A mirror cannot capture the light of the
sun,
nor can words — but for a moment —
contain all that a heart may feel.
Written for my wife Nasim on her birthday yesterday.
This entry is dedicated to my friend Sina, considering how many times we’ve pondered this subject together.
The question of right and wrong has always burdened the religious mind. Some consume most of their energy seeking to toe an invisible line that, to them, guards salvation. But I have come to believe that while righteousness fully deserves our attention, it does not deserve our focus. To explore this idea further, I offer an analogy.
Today I was driving on the freeway down to Phoenix from Flagstaff. As I drove, I noticed the lines on the road, the traffic signals, and the signs for speed and services. I was always aware of these things — even when I wasn’t aware of them — because for each and every moment of that three hour drive I had to stay within lines not too much wider than my own car. Such a narrow path demands constant, considerable attention.
But the fact was, once I set myself on that course I largely ignored these restrictions. My focus was on the beauty of the day; on my thoughts; on the feel of driving which I enjoy so much. The “rules” had my attention, but my memory of the trip has nothing to do with the rules I followed.

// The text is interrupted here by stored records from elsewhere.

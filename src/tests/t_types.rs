use super::*;

fn parse(input: &str) -> CompositeType {
    CompositeType::parse(input).unwrap()
}

#[test]
fn test_parse_named() {
    assert_eq!(parse("MovieAPI"), CompositeType::named("MovieAPI"));
}

#[test]
fn test_parse_named_with_generics() {
    assert_eq!(
        parse("Dictionary<String, Int>"),
        CompositeType::Named {
            name: "Dictionary".to_string(),
            generics: vec![
                CompositeType::named("String"),
                CompositeType::named("Int"),
            ],
        }
    );
}

#[test]
fn test_parse_is_whitespace_insensitive() {
    assert_eq!(
        parse("  Dictionary < String ,  Int >  ").render(),
        "Dictionary<String, Int>"
    );
}

#[test]
fn test_parse_tuple() {
    assert_eq!(
        parse("(Int, String)"),
        CompositeType::Tuple(vec![
            CompositeType::named("Int"),
            CompositeType::named("String"),
        ])
    );
}

#[test]
fn test_single_parenthesized_type_unwraps() {
    assert_eq!(parse("(Int)"), CompositeType::named("Int"));
}

#[test]
fn test_parse_closure() {
    assert_eq!(
        parse("(Int, String) -> Bool"),
        CompositeType::Closure {
            params: vec![
                CompositeType::named("Int"),
                CompositeType::named("String"),
            ],
            ret: Box::new(CompositeType::named("Bool")),
        }
    );
}

#[test]
fn test_optional_forms_are_equal() {
    assert_eq!(parse("Int?"), parse("Optional<Int>"));
    assert_eq!(
        parse("Int?"),
        CompositeType::Optional(Box::new(CompositeType::named("Int")))
    );
}

#[test]
fn test_double_optional() {
    assert_eq!(
        parse("Int??").render(),
        "Optional<Optional<Int>>"
    );
}

#[test]
fn test_round_trip_is_canonical() {
    let input = "(Int, String) -> Optional<Result<A, B>>";
    let parsed = parse(input);
    assert_eq!(parsed.render(), input);
    assert_eq!(parse(&parsed.render()), parsed);
}

#[test]
fn test_parse_after_render_is_identity() {
    let ty = CompositeType::Optional(Box::new(CompositeType::Closure {
        params: vec![CompositeType::named("Request")],
        ret: Box::new(CompositeType::Named {
            name: "Response".to_string(),
            generics: vec![CompositeType::named("Movie")],
        }),
    }));
    assert_eq!(parse(&ty.render()), ty);
}

#[test]
fn test_parse_rejects_empty() {
    assert_eq!(CompositeType::parse(""), Err(TypeParseError::Empty));
    assert_eq!(CompositeType::parse("   "), Err(TypeParseError::Empty));
}

#[test]
fn test_parse_rejects_unbalanced_generics() {
    assert!(matches!(
        CompositeType::parse("Array<Int"),
        Err(TypeParseError::Unbalanced(_))
    ));
}

#[test]
fn test_parse_rejects_trailing_input() {
    assert!(matches!(
        CompositeType::parse("Foo Bar"),
        Err(TypeParseError::TrailingInput(_))
    ));
}

#[test]
fn test_access_level_scans_first_keyword() {
    assert_eq!(
        AccessLevel::parse("source.lang.swift.accessibility.public"),
        AccessLevel::Public
    );
    assert_eq!(AccessLevel::parse("open class Movie"), AccessLevel::Public);
    assert_eq!(AccessLevel::parse("fileprivate"), AccessLevel::Internal);
    assert_eq!(AccessLevel::parse("private var x"), AccessLevel::Internal);
    assert_eq!(AccessLevel::parse("var x"), AccessLevel::Default);
}

#[test]
fn test_access_level_resolution_and_ordering() {
    assert_eq!(
        AccessLevel::Default.resolved(AccessLevel::Public),
        AccessLevel::Public
    );
    assert_eq!(
        AccessLevel::Default.resolved(AccessLevel::Default),
        AccessLevel::Internal
    );
    assert!(AccessLevel::Public.exceeds(AccessLevel::Internal));
    assert!(!AccessLevel::Internal.exceeds(AccessLevel::Public));
    assert!(!AccessLevel::Public.exceeds(AccessLevel::Public));
}

#[test]
fn test_scope_parses_enum_case_form() {
    assert_eq!(Scope::parse(".container"), Some(Scope::Container));
    assert_eq!(Scope::parse("graph"), Some(Scope::Graph));
    assert_eq!(Scope::parse(".weak"), Some(Scope::Weak));
    assert_eq!(Scope::parse("singleton"), None);
}

#[test]
fn test_scope_default_and_width() {
    assert_eq!(Scope::default(), Scope::Graph);
    assert!(Scope::Container.is_container_lived());
    assert!(Scope::Lazy.is_container_lived());
    assert!(Scope::Weak.is_container_lived());
    assert!(!Scope::Transient.is_container_lived());
    assert!(!Scope::Graph.is_container_lived());
}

If I had spent the whole trip angonizing over the exact distance I was from each lane, over my exact speed, over the exact moment when I signaled to switch lanes — people would not reward me for my exactitude, but would think I had a mental disorder. In fact, I bet I was far from “perfect” in my observance of every rule. However, the aim was to safeguard my journey, not judge my performance.
I think the “rules of the road” are like the rules of life. Religion sets out a path of spiritual fulfillment and tells us how to successively traverse that path. Now, I could completely ignore all these rules; I might even get away with it for a while, but sooner or later it would lead to ruin, just as it would in my car. There is value to following these laws, even if I don’t enjoy them as much as I would careening along at 120mph.
And if all God had wanted was a group of souls to go from point A to point B, it would have been more efficient just to create them all at B, safe and content. But since we have this life ahead of us, there must be a greater wisdom in traveling than there is in arriving. It’s like our joyful memories of childhood: they are not memories of finally reaching adulthood, but of how fun it was to be kid! Who we are is not a distinct, end product, but the sum of all those moments of slow and steady growth. The journey makes us; the goal was in the traveling itself.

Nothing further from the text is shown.